_What you are asked to do_
Once the line containing "LoggingConfig::from_env().init()" is found in the entries below, restate it and each following line word for word, stopping after the line containing "mod psychological_tests;".
--- Dataset extract ---
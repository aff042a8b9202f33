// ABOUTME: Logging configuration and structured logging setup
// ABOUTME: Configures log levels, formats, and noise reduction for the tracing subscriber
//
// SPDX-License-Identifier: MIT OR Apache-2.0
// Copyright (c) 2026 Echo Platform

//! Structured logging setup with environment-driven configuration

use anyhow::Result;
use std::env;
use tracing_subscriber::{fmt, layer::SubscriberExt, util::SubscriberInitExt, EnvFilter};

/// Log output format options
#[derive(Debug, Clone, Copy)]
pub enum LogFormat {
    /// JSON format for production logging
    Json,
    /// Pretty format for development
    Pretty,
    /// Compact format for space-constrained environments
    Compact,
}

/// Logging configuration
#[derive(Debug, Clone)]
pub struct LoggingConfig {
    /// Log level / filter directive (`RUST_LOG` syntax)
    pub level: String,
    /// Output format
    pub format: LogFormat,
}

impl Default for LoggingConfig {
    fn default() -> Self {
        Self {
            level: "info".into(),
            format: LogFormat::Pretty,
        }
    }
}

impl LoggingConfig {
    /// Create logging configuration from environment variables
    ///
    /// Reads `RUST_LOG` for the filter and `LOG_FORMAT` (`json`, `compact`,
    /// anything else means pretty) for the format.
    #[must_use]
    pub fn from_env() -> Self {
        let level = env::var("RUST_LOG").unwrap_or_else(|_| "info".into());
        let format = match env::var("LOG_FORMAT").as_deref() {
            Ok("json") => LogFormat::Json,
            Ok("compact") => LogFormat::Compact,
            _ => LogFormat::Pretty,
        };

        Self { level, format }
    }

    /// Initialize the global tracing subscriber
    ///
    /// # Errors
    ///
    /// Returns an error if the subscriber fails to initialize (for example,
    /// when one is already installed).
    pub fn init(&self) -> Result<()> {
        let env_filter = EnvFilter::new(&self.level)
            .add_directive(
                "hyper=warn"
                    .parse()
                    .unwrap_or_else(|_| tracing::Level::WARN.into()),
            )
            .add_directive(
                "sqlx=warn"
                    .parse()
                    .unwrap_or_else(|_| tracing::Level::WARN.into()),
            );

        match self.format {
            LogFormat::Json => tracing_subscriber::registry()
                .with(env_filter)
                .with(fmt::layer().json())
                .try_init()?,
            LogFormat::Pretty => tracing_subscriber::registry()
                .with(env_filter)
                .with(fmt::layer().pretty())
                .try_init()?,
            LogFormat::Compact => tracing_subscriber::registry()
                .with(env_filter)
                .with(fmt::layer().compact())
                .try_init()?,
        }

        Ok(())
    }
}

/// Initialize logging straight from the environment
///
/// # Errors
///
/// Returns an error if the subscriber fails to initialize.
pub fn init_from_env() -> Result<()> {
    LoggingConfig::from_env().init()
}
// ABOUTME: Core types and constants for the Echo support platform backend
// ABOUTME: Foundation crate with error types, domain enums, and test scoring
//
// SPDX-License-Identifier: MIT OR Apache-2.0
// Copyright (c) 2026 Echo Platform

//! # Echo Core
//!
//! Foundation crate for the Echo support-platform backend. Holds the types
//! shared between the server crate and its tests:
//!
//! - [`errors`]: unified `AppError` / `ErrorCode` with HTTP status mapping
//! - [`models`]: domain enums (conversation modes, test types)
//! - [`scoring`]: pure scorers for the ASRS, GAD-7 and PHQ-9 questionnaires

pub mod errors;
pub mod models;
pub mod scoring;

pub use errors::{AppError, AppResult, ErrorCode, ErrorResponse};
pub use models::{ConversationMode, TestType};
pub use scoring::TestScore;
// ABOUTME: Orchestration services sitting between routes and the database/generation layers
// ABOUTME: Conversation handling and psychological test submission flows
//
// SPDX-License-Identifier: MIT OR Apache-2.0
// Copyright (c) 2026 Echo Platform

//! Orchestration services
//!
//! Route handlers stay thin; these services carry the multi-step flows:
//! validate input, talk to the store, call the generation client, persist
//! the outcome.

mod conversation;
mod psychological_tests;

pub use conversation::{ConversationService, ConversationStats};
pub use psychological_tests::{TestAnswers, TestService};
---
_Task answer_
    LoggingConfig::from_env().init()
}
// ABOUTME: Core types and constants for the Echo support platform backend
// ABOUTME: Foundation crate with error types, domain enums, and test scoring
//
// SPDX-License-Identifier: MIT OR Apache-2.0
// Copyright (c) 2026 Echo Platform

//! # Echo Core
//!
//! Foundation crate for the Echo support-platform backend. Holds the types
//! shared between the server crate and its tests:
//!
//! - [`errors`]: unified `AppError` / `ErrorCode` with HTTP status mapping
//! - [`models`]: domain enums (conversation modes, test types)
//! - [`scoring`]: pure scorers for the ASRS, GAD-7 and PHQ-9 questionnaires

pub mod errors;
pub mod models;
pub mod scoring;

pub use errors::{AppError, AppResult, ErrorCode, ErrorResponse};
pub use models::{ConversationMode, TestType};
pub use scoring::TestScore;
// ABOUTME: Orchestration services sitting between routes and the database/generation layers
// ABOUTME: Conversation handling and psychological test submission flows
//
// SPDX-License-Identifier: MIT OR Apache-2.0
// Copyright (c) 2026 Echo Platform

//! Orchestration services
//!
//! Route handlers stay thin; these services carry the multi-step flows:
//! validate input, talk to the store, call the generation client, persist
//! the outcome.

mod conversation;
mod psychological_tests;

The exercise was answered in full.